Symptoms of the trigonocephaly

The main symptoms of trigonocephaly are a change in the shape and appearance of the head:

• when viewed from above at the top of the head, the skull has the shape of a triangle;
• narrowed forehead;
• a noticeable or palpable ridge (bone protrusion) running along the center of the forehead, giving the frontal bone a pointed (keeled) shape;
• deformation of the upper part of the orbits (flattening of the supraorbital ridges) and hypotelorism (reduced distance between the eyes).

The frontal (anterior) fontanel may also be prematurely closed.

In syndromic trigonocephaly, there are other anomalies and signs  of mental retardation in children . [16]

Complications and consequences

In severe cases, this congenital anomaly is accompanied by increased intracranial pressure, causing vomiting, headaches, and decreased appetite. [17]

In addition, increased intracranial pressure provokes severe brain damage, which can lead to cognitive impairment or developmental delay. [18]

Diagnostics of the trigonocephaly

Trigonocephaly is diagnosed at birth or within a few months shortly after the baby is born. However, less pronounced findings of metopic craniosynostosis may remain undetected until early childhood.

To visualize the pathology of the skull, instrumental diagnostics are performed using computed tomography of the head, ultrasound.  [19], [20]

Differential diagnosis

Differential diagnosis is necessary to distinguish a syndromic defect from an isolated metopic synostosis, for which the child is given  a genotype analysis .

Treatment of the trigonocephaly

In some children, cases of metopic synostosis are mild enough (when there is only a noticeable furrow on the forehead and no other symptoms) that do not require specific treatment. [21]

The treatment of severe trigonocephaly is surgical, and consists in an operation to correct the shape of the head and ensure normal brain growth, as well as surgical correction of facial bone deformities. [22]

Such surgery - synostectomy of the metopic suture, displacement of the orbital margin and cranioplasty - is performed at the age of up to 6 months.
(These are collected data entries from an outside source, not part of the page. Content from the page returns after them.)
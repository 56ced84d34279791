//! Integration tests for the in-memory log through the `LogClient` trait

use eventlog::{InMemoryLog, LogClient};
use futures::StreamExt;
use std::sync::Arc;

#[tokio::test]
async fn concurrent_publishers_keep_per_partition_order() {
    let log: Arc<dyn LogClient> = Arc::new(InMemoryLog::new(4));

    let mut handles = Vec::new();
    for producer in 0..4u64 {
        let log = Arc::clone(&log);
        handles.push(tokio::spawn(async move {
            let mut positions = Vec::new();
            for seq in 0..50u64 {
                let payload = format!("{producer}:{seq}");
                let pos = log
                    .publish(&producer.to_be_bytes(), payload.as_bytes())
                    .await
                    .unwrap();
                positions.push(pos);
            }
            positions
        }));
    }

    for handle in handles {
        let positions = handle.await.unwrap();
        let partition = positions[0].partition;
        assert!(positions.iter().all(|p| p.partition == partition));
        assert!(positions.windows(2).all(|w| w[0].offset < w[1].offset));
    }
}

#[tokio::test]
async fn consumer_sees_every_record_in_order() {
    let log = InMemoryLog::new(1);
    for i in 0..100u32 {
        log.publish(b"key", &i.to_be_bytes()).await.unwrap();
    }

    let records: Vec<_> = log.consume(0, 0).await.unwrap().take(100).collect().await;
    for (expected, record) in records.into_iter().enumerate() {
        let record = record.unwrap();
        assert_eq!(record.offset, expected as u64);
        assert_eq!(record.payload, (expected as u32).to_be_bytes().to_vec());
    }
}
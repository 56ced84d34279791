//! Queue back-pressure monitoring
//!
//! The publish queue is a bounded channel, so overflow is never buffered:
//! a full queue turns into `Throttled` for the submitter. This module tracks
//! how full the queue is and logs every level transition.

use serde::{Deserialize, Serialize};
use std::sync::atomic::{AtomicUsize, Ordering};
use tracing::{error, info, warn};

/// Queue utilization level
#[derive(Debug, Clone, Copy, PartialEq, Eq, Serialize, Deserialize)]
#[serde(rename_all = "snake_case")]
pub enum BufferLevel {
    /// Queue usage is normal
    Normal,
    /// Warning threshold exceeded
    Warning,
    /// Critical threshold exceeded
    Critical,
    /// Queue is full; submits are throttled
    Full,
}

impl BufferLevel {
    pub fn name(&self) -> &'static str {
        match self {
            Self::Normal => "normal",
            Self::Warning => "warning",
            Self::Critical => "critical",
            Self::Full => "full",
        }
    }
}

/// Queue monitor configuration
#[derive(Debug, Clone)]
pub struct BackpressureConfig {
    pub capacity: usize,
    /// Threshold for warning (percentage, 0-100)
    pub warning_threshold_percent: u8,
    /// Threshold for critical state (percentage, 0-100)
    pub critical_threshold_percent: u8,
}

impl Default for BackpressureConfig {
    fn default() -> Self {
        Self {
            capacity: 10_000,
            warning_threshold_percent: 80,
            critical_threshold_percent: 95,
        }
    }
}

/// Snapshot of queue occupancy
#[derive(Debug, Clone, PartialEq, Serialize, Deserialize)]
pub struct BackpressureStats {
    pub queue_len: usize,
    pub capacity: usize,
    pub utilization_percent: f64,
    pub level: BufferLevel,
}

pub struct QueueMonitor {
    config: BackpressureConfig,
    current: AtomicUsize,
}

impl QueueMonitor {
    pub fn new(config: BackpressureConfig) -> Self {
        info!(
            capacity = config.capacity,
            warning = config.warning_threshold_percent,
            critical = config.critical_threshold_percent,
            "Creating queue monitor"
        );
        Self {
            config,
            current: AtomicUsize::new(0),
        }
    }

    /// Level for a given queue length
    pub fn level_for(&self, len: usize) -> BufferLevel {
        let capacity = self.config.capacity.max(1);
        let utilization = (len as f64 / capacity as f64) * 100.0;

        if len >= capacity {
            BufferLevel::Full
        } else if utilization >= f64::from(self.config.critical_threshold_percent) {
            BufferLevel::Critical
        } else if utilization >= f64::from(self.config.warning_threshold_percent) {
            BufferLevel::Warning
        } else {
            BufferLevel::Normal
        }
    }

    /// Record one job entering the queue; returns the new length
    pub fn enqueued(&self) -> usize {
        let len = self.current.fetch_add(1, Ordering::Relaxed) + 1;
        self.log_transition(len - 1, len);
        len
    }

    /// Record one job leaving the queue; returns the new length
    pub fn dequeued(&self) -> usize {
        let previous = match self.current.fetch_update(Ordering::Relaxed, Ordering::Relaxed, |n| {
            Some(n.saturating_sub(1))
        }) {
            Ok(previous) | Err(previous) => previous,
        };
        let len = previous.saturating_sub(1);
        self.log_transition(previous, len);
        len
    }

    fn log_transition(&self, previous: usize, len: usize) {
        let old_level = self.level_for(previous);
        let new_level = self.level_for(len);
        if old_level == new_level {
            return;
        }

        let capacity = self.config.capacity;
        match new_level {
            BufferLevel::Normal => info!(len, capacity, "Queue level: normal"),
            BufferLevel::Warning => warn!(len, capacity, "Queue level: warning"),
            BufferLevel::Critical => error!(len, capacity, "Queue level: critical"),
            BufferLevel::Full => error!(len, capacity, "Queue level: full, throttling submits"),
        }
    }

    pub fn stats(&self) -> BackpressureStats {
        // a rejected send is counted for an instant before it is undone
        let len = self.current.load(Ordering::Relaxed).min(self.config.capacity);
        BackpressureStats {
            queue_len: len,
            capacity: self.config.capacity,
            utilization_percent: (len as f64 / self.config.capacity.max(1) as f64) * 100.0,
            level: self.level_for(len),
        }
    }
}

#[cfg(test)]
mod tests {
    use super::*;

    fn monitor() -> QueueMonitor {
        QueueMonitor::new(BackpressureConfig {
            capacity: 100,
            warning_threshold_percent: 80,
            critical_threshold_percent: 95,
        })
    }

    #[test]
    fn test_levels() {
        let m = monitor();
        assert_eq!(m.level_for(0), BufferLevel::Normal);
        assert_eq!(m.level_for(79), BufferLevel::Normal);
        assert_eq!(m.level_for(80), BufferLevel::Warning);
        assert_eq!(m.level_for(95), BufferLevel::Critical);
        assert_eq!(m.level_for(100), BufferLevel::Full);
    }

    #[test]
    fn test_enqueued_updates_stats() {
        let m = monitor();
        for _ in 0..90 {
            m.enqueued();
        }
        let stats = m.stats();
        assert_eq!(stats.queue_len, 90);
        assert_eq!(stats.level, BufferLevel::Warning);
        assert!((stats.utilization_percent - 90.0).abs() < f64::EPSILON);
    }

    #[test]
    fn test_enqueue_and_dequeue_move_level_both_ways() {
        let m = monitor();
        for _ in 0..100 {
            m.enqueued();
        }
        assert_eq!(m.stats().level, BufferLevel::Full);

        for _ in 0..30 {
            m.dequeued();
        }
        assert_eq!(m.stats().queue_len, 70);
        assert_eq!(m.stats().level, BufferLevel::Normal);

        // never underflows
        for _ in 0..80 {
            m.dequeued();
        }
        assert_eq!(m.stats().queue_len, 0);
    }
}
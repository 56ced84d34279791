//! Subcommand implementations

pub mod check_config;
pub mod dlq;
pub mod run;
pub mod state;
Until the age of one year, the child is under observation; during the first years of a child's life, they are periodically examined to make sure there are no problems with speech, motor skills, or behavior. [23]

Prevention

Methods for the prevention of this birth defect have not been developed, but genetic counseling can prevent the birth of a child with an incurable craniocerebral pathology.

And it is possible to identify craniosynostosis in a fetus during a prenatal ultrasound of its head in the second and third trimesters of pregnancy.

Forecast

In many ways, the prognosis depends on the degree of skull deformation, which affects the neurocognitive functions of the brain. And unless corrective surgery has been performed, children with trigonocephaly—compared to healthy peers—have lower overall cognition, speech, vision, attention, and behavior problems.